We thus obtain the following dependency pair problem (P_0, R_0, computable, formative):

  Dependency Pairs P_0:

    0] map#(F, cons(X, Y)) =#> map#(F, Y)   
    1] map#(F, append(X, Y)) =#> append#(map(F, X), map(F, Y))   
    2] map#(F, append(X, Y)) =#> map#(F, X)   
    3] map#(F, append(X, Y)) =#> map#(F, Y)   

  Rules R_0:

    append(nil, X) => X 
    append(cons(X, Y), Z) => cons(X, append(Y, Z)) 
    map(F, nil) => nil 
    map(F, cons(X, Y)) => cons(F X, map(F, Y)) 
    append(append(X, Y), Z) => append(X, append(Y, Z)) 
    map(F, append(X, Y)) => append(map(F, X), map(F, Y)) 

Thus, the original system is terminating if (P_0, R_0, computable, formative) is finite.

We consider the dependency pair problem (P_0, R_0, computable, formative).

We place the elements of P in a dependency graph approximation G (see e.g. [Kop12, Thm. 7.27, 7.29], as follows:

    * 0 : 0, 1, 2, 3 
    * 1 :  
    * 2 : 0, 1, 2, 3 
    * 3 : 0, 1, 2, 3 

This graph has the following strongly connected components:

  P_1:

    map#(F, cons(X, Y)) =#> map#(F, Y)   
    map#(F, append(X, Y)) =#> map#(F, X)   
    map#(F, append(X, Y)) =#> map#(F, Y)   

By [Kop12, Thm. 7.31], we may replace any dependency pair problem (P_0, R_0, m, f) by (P_1, R_0, m, f).

Thus, the original system is terminating if (P_1, R_0, computable, formative) is finite.

We consider the dependency pair problem (P_1, R_0, computable, formative).

We apply the subterm criterion with the following projection function:

  nu(map#) = 2 

Thus, we can orient the dependency pairs as follows:

  nu(map#(F, cons(X, Y))) = cons(X, Y) |> Y = nu(map#(F, Y)) 
  nu(map#(F, append(X, Y))) = append(X, Y) |> X = nu(map#(F, X)) 
  nu(map#(F, append(X, Y))) = append(X, Y) |> Y = nu(map#(F, Y)) 
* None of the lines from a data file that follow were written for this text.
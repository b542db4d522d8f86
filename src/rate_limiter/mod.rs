//! IP lookup pacing.
//!
//! The free ip-api.com tier allows 45 requests per minute. Every enrichment
//! that resolves an IP takes a permit from one shared [`FixedWindowLimiter`]
//! before calling the provider. Time is read through the [`Clock`] trait so
//! tests can drive the limiter with a [`ManualClock`].

mod clock;
mod limiter;

pub use clock::{Clock, ManualClock, TokioClock};
pub use limiter::FixedWindowLimiter;

#[cfg(test)]
mod tests {
    use super::*;
    use std::sync::Arc;
    use std::time::Duration;

    fn limiter_with(clock: Arc<ManualClock>, max: u32) -> FixedWindowLimiter {
        FixedWindowLimiter::new(max, Duration::from_secs(60), Duration::from_secs(1), clock)
    }

    #[tokio::test]
    async fn test_cap_reached_sleeps_until_rollover_plus_margin() {
        let clock = Arc::new(ManualClock::new());
        let limiter = limiter_with(Arc::clone(&clock), 45);

        for _ in 0..45 {
            assert_eq!(limiter.acquire().await, Duration::ZERO);
        }
        assert_eq!(limiter.used().await, 45);
        assert_eq!(clock.elapsed(), Duration::ZERO);

        let waited = limiter.acquire().await;
        assert_eq!(waited, Duration::from_secs(61));
        assert_eq!(clock.elapsed(), Duration::from_secs(61));
        assert_eq!(limiter.used().await, 1);
    }

    #[tokio::test]
    async fn test_wait_accounts_for_elapsed_time() {
        let clock = Arc::new(ManualClock::new());
        let limiter = limiter_with(Arc::clone(&clock), 2);

        limiter.acquire().await;
        clock.advance(Duration::from_secs(20));
        limiter.acquire().await;
        clock.advance(Duration::from_secs(10));

        // 30s into the window: 30s left plus the 1s margin
        assert_eq!(limiter.acquire().await, Duration::from_secs(31));
    }

    #[tokio::test]
    async fn test_window_elapsed_resets_without_sleeping() {
        let clock = Arc::new(ManualClock::new());
        let limiter = limiter_with(Arc::clone(&clock), 2);

        limiter.acquire().await;
        limiter.acquire().await;
        clock.advance(Duration::from_secs(60));

        assert_eq!(limiter.acquire().await, Duration::ZERO);
        assert_eq!(limiter.used().await, 1);
        assert!(clock.sleeps().is_empty());
    }

    #[tokio::test]
    async fn test_zero_cap_admits_one_per_window() {
        let clock = Arc::new(ManualClock::new());
        let limiter = limiter_with(Arc::clone(&clock), 0);

        assert_eq!(limiter.acquire().await, Duration::ZERO);
        assert_eq!(limiter.acquire().await, Duration::from_secs(61));
    }

    #[tokio::test]
    async fn test_concurrent_callers_share_one_budget() {
        let clock = Arc::new(ManualClock::new());
        let limiter = Arc::new(limiter_with(Arc::clone(&clock), 3));

        let handles: Vec<_> = (0..4)
            .map(|_| {
                let limiter = Arc::clone(&limiter);
                tokio::spawn(async move { limiter.acquire().await })
            })
            .collect();

        let mut waits = Vec::new();
        for handle in handles {
            waits.push(handle.await.unwrap());
        }
        assert_eq!(waits.iter().filter(|w| w.is_zero()).count(), 3);
        assert_eq!(clock.sleeps(), vec![Duration::from_secs(61)]);
    }
}
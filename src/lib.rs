//! domain_enrich library: domain infrastructure enrichment
//!
//! This library enriches domain names with registration, DNS, hosting,
//! CDN, CMS and payment-processor metadata, and stores the results in a
//! relational table set and a property graph in SQLite.
//!
//! # Example
//!
//! ```no_run
//! use domain_enrich::{run_enrichment, Config};
//!
//! # #[tokio::main]
//! # async fn main() -> Result<(), Box<dyn std::error::Error>> {
//! let config = Config {
//!     file: std::path::PathBuf::from("domains.txt"),
//!     limit: Some(10),
//!     ..Default::default()
//! };
//!
//! let report = run_enrichment(config).await?;
//! println!("Stored {} of {} domains", report.stored, report.total_domains);
//! # Ok(())
//! # }
//! ```
//!
//! # Requirements
//!
//! This library requires a Tokio runtime. Use `#[tokio::main]` in your application
//! or ensure you're calling library functions within an async context.

pub mod config;
pub mod dns;
pub mod domain;
pub mod enrich;
pub mod error_handling;
pub mod initialization;
pub mod ip;
pub mod normalize;
pub mod rate_limiter;
mod run;
pub mod storage;
pub mod tech;
pub mod whois;

// Re-export public API
pub use config::{Config, LogFormat, LogLevel};
pub use enrich::{EnrichmentRecord, Enricher};
pub use rate_limiter::FixedWindowLimiter;
pub use run::{
    parse_domain_lines, read_domains, run_clean_cms, run_enrichment, BatchDriver, BatchOptions,
    BatchReport,
};
pub use storage::{run_migrations, CmsCleanReport, StoredEnrichment};
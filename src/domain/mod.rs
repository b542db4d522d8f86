//! Domain input normalization.
//!
//! Domains arrive as whatever the input list contains: bare names, URLs with
//! scheme and path, upper-case, `www.` prefixed. Every lookup runs against the
//! normalized form produced here.
//!
//! Key functions:
//! - `normalize_domain()` - Lower-cases and strips scheme, `www.`, port and path

use anyhow::{Context, Result};

/// Normalizes a raw domain or URL into the lookup form.
///
/// # Arguments
///
/// * `input` - A domain name or URL (e.g. "https://www.Example.com/path")
///
/// # Returns
///
/// The lower-cased host without `www.` prefix, port, path or trailing dot
/// (e.g. "example.com").
///
/// # Errors
///
/// Returns an error if the input is empty, cannot be parsed as a host, is an
/// IP address, or has no dot.
pub fn normalize_domain(input: &str) -> Result<String> {
    let trimmed = input.trim().to_lowercase();
    if trimmed.is_empty() {
        return Err(anyhow::anyhow!("Empty domain"));
    }

    let with_scheme = if trimmed.starts_with("http://") || trimmed.starts_with("https://") {
        trimmed.clone()
    } else {
        format!("http://{trimmed}")
    };

    let parsed = url::Url::parse(&with_scheme)
        .with_context(|| format!("Failed to parse domain: {}", input.trim()))?;

    let host = match parsed.host() {
        Some(url::Host::Domain(host)) => host.to_string(),
        Some(url::Host::Ipv4(_)) | Some(url::Host::Ipv6(_)) => {
            return Err(anyhow::anyhow!(
                "IP addresses are not domains: {}",
                input.trim()
            ));
        }
        None => return Err(anyhow::anyhow!("No host in input: {}", input.trim())),
    };

    let host = host.trim_end_matches('.');
    let host = host.strip_prefix("www.").unwrap_or(host);

    if host.is_empty() || !host.contains('.') {
        return Err(anyhow::anyhow!("Not a domain name: {}", input.trim()));
    }

    Ok(host.to_string())
}
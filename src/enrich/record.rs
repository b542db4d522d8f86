//! The merged per-domain record.

use chrono::NaiveDate;
use serde::Serialize;

use crate::dns::{empty_records, DnsRecordType, DnsRecords};
use crate::error_handling::LookupFailure;
use crate::whois::WhoisDetails;

/// Everything learned about one domain in one run.
///
/// Built fresh for every enrichment and never merged with earlier runs.
/// Each field has exactly one source, so merging is a disjoint union.
#[derive(Debug, Clone, PartialEq, Serialize)]
pub struct EnrichmentRecord {
    pub domain: String,
    /// First A record
    pub ip_address: Option<String>,
    /// Every collected record type, empty when nothing resolved
    pub dns_records: DnsRecords,
    pub host_name: Option<String>,
    pub isp: Option<String>,
    pub asn: Option<String>,
    pub country: Option<String>,
    pub cdn: Option<String>,
    pub cms: Option<String>,
    pub registrar: Option<String>,
    pub creation_date: Option<NaiveDate>,
    pub payment_processors: Vec<String>,
    pub whois: WhoisDetails,
    pub web_server: Option<String>,
    pub technologies: Vec<String>,
    /// Resolver failures, for logs and statistics only
    #[serde(skip)]
    pub failures: Vec<LookupFailure>,
}

impl EnrichmentRecord {
    /// An empty record for `domain`.
    pub fn new(domain: impl Into<String>) -> Self {
        Self {
            domain: domain.into(),
            ip_address: None,
            dns_records: empty_records(),
            host_name: None,
            isp: None,
            asn: None,
            country: None,
            cdn: None,
            cms: None,
            registrar: None,
            creation_date: None,
            payment_processors: Vec::new(),
            whois: WhoisDetails::default(),
            web_server: None,
            technologies: Vec::new(),
            failures: Vec::new(),
        }
    }

    pub fn records(&self, record_type: DnsRecordType) -> &[String] {
        self.dns_records
            .get(&record_type)
            .map(Vec::as_slice)
            .unwrap_or(&[])
    }
}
By [FuhKop19, Thm. 61], we may replace a dependency pair problem (P_1, R_0, computable, f) by ({}, R_0, computable, f).  By the empty set processor [Kop12, Thm. 7.15] this problem may be immediately removed.

As all dependency pair problems were succesfully simplified with sound (and complete) processors until nothing remained, we conclude termination.


+++ Citations +++

[FuhKop19]  C. Fuhs, and C. Kop.  A static higher-order dependency pair framework.  In Proceedings of ESOP 2019, 2019.
[Kop12]  C. Kop.  Higher Order Termination.  PhD Thesis, 2012.
[KusIsoSakBla09]  K. Kusakari, Y. Isogai, M. Sakai, and F. Blanqui.  Static Dependency Pair Method Based On Strong Computability for Higher-Order Rewrite Systems.  In volume 92(10) of IEICE Transactions on Information and Systems.  2007--2015, 2009.